* _INPUT FOR THIS TASK_:

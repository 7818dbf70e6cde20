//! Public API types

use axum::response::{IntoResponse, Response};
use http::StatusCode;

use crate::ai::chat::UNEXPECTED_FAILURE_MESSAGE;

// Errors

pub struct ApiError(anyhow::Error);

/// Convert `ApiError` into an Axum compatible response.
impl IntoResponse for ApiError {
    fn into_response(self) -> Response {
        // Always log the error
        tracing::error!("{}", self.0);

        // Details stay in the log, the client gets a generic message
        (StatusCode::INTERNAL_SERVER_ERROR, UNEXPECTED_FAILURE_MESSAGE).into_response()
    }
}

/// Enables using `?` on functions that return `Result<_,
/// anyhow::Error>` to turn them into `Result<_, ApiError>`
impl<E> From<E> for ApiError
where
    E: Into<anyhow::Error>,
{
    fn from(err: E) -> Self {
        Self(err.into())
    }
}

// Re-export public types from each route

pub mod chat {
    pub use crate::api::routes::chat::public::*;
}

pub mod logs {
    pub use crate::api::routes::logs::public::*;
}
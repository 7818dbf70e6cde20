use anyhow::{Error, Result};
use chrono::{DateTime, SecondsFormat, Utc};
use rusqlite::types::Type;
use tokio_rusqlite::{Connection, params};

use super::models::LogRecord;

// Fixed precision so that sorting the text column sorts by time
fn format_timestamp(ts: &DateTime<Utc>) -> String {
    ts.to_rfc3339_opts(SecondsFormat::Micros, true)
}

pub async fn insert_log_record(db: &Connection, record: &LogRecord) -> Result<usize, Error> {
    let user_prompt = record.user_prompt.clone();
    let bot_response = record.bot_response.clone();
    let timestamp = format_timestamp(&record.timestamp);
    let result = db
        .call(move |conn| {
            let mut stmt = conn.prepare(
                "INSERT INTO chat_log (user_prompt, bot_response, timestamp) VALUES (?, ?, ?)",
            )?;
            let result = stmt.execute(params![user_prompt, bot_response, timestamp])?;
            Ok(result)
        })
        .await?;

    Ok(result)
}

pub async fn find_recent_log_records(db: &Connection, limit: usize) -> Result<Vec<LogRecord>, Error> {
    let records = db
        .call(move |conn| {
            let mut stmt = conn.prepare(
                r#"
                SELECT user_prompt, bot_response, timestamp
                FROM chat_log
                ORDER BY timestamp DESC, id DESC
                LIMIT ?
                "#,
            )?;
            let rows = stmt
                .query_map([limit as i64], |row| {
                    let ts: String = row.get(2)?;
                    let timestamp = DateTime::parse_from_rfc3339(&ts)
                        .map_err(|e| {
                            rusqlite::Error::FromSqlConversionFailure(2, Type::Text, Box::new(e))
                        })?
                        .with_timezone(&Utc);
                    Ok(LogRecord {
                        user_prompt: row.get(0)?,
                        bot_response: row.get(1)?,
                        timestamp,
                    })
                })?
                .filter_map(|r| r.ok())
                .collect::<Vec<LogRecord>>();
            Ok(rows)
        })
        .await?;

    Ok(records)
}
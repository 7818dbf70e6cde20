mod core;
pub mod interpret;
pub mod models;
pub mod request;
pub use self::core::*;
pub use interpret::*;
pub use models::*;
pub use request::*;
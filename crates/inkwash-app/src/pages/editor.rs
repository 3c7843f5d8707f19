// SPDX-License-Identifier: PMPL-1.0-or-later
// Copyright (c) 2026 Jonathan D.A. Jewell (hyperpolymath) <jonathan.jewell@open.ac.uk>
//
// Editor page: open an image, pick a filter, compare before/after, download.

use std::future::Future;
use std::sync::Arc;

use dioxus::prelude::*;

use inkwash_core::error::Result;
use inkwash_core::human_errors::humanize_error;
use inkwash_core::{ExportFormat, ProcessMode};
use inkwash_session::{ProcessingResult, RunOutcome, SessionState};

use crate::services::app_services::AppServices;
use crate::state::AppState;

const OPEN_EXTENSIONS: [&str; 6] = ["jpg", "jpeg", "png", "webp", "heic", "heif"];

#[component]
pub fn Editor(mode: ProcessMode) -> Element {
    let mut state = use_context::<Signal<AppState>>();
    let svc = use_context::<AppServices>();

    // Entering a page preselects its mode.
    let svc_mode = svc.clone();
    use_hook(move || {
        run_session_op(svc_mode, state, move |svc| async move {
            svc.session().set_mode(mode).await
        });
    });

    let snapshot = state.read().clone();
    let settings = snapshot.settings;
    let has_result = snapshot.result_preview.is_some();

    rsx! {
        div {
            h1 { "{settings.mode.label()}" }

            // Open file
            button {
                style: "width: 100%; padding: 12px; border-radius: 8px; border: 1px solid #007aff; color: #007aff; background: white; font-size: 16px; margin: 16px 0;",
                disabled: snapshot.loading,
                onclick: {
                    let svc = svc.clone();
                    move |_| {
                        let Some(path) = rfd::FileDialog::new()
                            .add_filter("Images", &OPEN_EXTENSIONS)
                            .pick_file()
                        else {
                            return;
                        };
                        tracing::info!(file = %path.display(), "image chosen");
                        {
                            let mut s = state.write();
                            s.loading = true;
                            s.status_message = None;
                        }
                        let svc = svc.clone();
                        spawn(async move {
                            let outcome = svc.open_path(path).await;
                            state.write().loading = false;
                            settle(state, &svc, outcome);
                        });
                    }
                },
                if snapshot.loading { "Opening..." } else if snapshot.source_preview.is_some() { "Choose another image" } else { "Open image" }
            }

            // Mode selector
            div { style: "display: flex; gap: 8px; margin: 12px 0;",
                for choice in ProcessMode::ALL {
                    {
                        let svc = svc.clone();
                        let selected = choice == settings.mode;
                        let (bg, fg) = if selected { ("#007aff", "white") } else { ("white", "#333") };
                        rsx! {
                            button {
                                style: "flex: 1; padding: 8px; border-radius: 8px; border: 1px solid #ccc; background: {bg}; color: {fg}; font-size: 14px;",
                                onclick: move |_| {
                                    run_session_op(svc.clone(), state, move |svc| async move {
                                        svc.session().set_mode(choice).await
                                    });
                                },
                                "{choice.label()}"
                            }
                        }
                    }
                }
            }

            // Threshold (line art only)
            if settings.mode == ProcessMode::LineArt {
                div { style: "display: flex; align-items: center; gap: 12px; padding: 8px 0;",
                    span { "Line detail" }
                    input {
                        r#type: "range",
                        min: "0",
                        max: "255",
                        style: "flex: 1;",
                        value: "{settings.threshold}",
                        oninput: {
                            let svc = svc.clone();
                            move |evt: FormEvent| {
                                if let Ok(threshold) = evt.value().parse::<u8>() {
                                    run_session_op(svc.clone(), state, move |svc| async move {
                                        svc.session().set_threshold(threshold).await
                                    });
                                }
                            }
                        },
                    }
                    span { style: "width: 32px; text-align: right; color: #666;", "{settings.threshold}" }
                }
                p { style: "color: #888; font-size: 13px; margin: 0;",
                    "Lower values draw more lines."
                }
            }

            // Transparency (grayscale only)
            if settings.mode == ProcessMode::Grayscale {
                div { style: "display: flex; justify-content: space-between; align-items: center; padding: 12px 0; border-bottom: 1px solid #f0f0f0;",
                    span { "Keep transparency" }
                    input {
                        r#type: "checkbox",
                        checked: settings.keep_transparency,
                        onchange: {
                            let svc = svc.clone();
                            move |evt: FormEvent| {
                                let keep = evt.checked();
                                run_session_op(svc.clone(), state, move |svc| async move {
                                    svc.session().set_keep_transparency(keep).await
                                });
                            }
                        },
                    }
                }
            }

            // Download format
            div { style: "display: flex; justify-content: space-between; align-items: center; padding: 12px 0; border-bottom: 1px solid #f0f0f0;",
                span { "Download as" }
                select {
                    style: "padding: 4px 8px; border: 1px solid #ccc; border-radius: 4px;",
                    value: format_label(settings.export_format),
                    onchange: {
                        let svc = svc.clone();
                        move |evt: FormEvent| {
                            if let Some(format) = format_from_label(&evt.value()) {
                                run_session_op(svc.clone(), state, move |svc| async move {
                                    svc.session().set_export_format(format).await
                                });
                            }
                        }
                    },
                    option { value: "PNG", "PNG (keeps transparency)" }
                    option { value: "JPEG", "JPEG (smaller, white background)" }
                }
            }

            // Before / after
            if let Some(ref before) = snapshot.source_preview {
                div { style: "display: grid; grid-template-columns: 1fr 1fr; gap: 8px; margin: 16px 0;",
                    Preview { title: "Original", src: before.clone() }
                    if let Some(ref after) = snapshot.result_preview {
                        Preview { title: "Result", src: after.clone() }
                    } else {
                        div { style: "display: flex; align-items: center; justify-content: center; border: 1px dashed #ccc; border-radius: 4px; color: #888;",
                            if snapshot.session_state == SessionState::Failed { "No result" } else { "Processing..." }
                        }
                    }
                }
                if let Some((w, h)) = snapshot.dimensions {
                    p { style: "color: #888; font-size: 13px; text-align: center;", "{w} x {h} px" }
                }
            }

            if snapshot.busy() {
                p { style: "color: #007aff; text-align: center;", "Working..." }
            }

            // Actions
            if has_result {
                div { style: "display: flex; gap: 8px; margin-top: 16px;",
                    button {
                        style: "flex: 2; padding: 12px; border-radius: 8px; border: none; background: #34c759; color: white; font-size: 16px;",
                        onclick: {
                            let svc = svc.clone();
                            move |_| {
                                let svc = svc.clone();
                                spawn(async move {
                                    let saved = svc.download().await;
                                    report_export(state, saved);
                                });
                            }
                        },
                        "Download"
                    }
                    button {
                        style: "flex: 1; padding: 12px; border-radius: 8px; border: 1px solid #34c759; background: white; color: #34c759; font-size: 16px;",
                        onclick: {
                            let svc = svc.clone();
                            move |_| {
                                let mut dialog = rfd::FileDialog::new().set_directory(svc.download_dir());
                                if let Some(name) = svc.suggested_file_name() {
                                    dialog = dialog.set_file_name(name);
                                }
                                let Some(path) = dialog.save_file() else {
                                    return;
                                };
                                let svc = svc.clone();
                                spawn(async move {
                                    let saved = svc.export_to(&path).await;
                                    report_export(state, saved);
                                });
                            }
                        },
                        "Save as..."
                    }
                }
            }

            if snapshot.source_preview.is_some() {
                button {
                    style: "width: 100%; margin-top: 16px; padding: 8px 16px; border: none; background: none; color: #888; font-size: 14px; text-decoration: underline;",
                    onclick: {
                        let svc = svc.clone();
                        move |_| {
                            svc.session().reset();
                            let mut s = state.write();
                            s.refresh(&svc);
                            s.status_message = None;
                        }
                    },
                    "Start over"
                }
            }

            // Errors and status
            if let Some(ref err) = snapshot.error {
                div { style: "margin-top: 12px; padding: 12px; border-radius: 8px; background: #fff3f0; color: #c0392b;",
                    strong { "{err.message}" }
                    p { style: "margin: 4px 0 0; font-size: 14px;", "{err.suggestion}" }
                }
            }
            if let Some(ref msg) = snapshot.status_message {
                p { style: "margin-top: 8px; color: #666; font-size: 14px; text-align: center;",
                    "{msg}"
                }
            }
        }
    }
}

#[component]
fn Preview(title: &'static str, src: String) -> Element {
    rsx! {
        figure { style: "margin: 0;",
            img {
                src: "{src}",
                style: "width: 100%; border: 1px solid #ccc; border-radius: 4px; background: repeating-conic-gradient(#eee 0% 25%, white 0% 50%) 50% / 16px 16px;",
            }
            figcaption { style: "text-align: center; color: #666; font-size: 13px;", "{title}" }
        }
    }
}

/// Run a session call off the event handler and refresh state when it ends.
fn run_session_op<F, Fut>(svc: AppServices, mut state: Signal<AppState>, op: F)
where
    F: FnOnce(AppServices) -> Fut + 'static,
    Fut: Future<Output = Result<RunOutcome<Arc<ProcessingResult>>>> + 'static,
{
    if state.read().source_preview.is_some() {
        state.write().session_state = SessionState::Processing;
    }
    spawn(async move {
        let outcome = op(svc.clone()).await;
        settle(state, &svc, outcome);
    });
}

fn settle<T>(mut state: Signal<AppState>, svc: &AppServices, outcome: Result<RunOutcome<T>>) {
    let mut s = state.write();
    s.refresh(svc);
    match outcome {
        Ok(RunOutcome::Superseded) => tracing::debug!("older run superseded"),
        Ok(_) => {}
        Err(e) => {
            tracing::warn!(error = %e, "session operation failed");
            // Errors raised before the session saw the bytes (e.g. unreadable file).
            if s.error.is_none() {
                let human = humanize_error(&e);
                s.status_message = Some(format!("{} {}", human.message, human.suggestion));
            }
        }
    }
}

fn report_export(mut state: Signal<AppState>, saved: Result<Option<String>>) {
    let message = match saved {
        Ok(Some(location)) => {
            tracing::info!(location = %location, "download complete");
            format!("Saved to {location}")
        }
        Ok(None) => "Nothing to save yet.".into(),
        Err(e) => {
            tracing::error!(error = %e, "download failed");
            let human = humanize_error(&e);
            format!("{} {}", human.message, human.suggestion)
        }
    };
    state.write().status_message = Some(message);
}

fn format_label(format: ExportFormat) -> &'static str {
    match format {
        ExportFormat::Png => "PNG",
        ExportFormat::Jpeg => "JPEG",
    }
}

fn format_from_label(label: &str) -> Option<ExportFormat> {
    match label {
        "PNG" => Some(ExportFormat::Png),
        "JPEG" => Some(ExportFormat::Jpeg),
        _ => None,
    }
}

* _TASK INSTRUCTIONS_: Output the listing verbatim through the "on functions that" line.

* _ANSWER BOX_:
repository 7818dbf70e6cde20
//! Public API types

use axum::response::{IntoResponse, Response};
use http::StatusCode;

use crate::ai::chat::UNEXPECTED_FAILURE_MESSAGE;

// Errors

pub struct ApiError(anyhow::Error);

/// Convert `ApiError` into an Axum compatible response.
impl IntoResponse for ApiError {
    fn into_response(self) -> Response {
        // Always log the error
        tracing::error!("{}", self.0);

        // Details stay in the log, the client gets a generic message
        (StatusCode::INTERNAL_SERVER_ERROR, UNEXPECTED_FAILURE_MESSAGE).into_response()
    }
}

/// Enables using `?` on functions that return `Result<_,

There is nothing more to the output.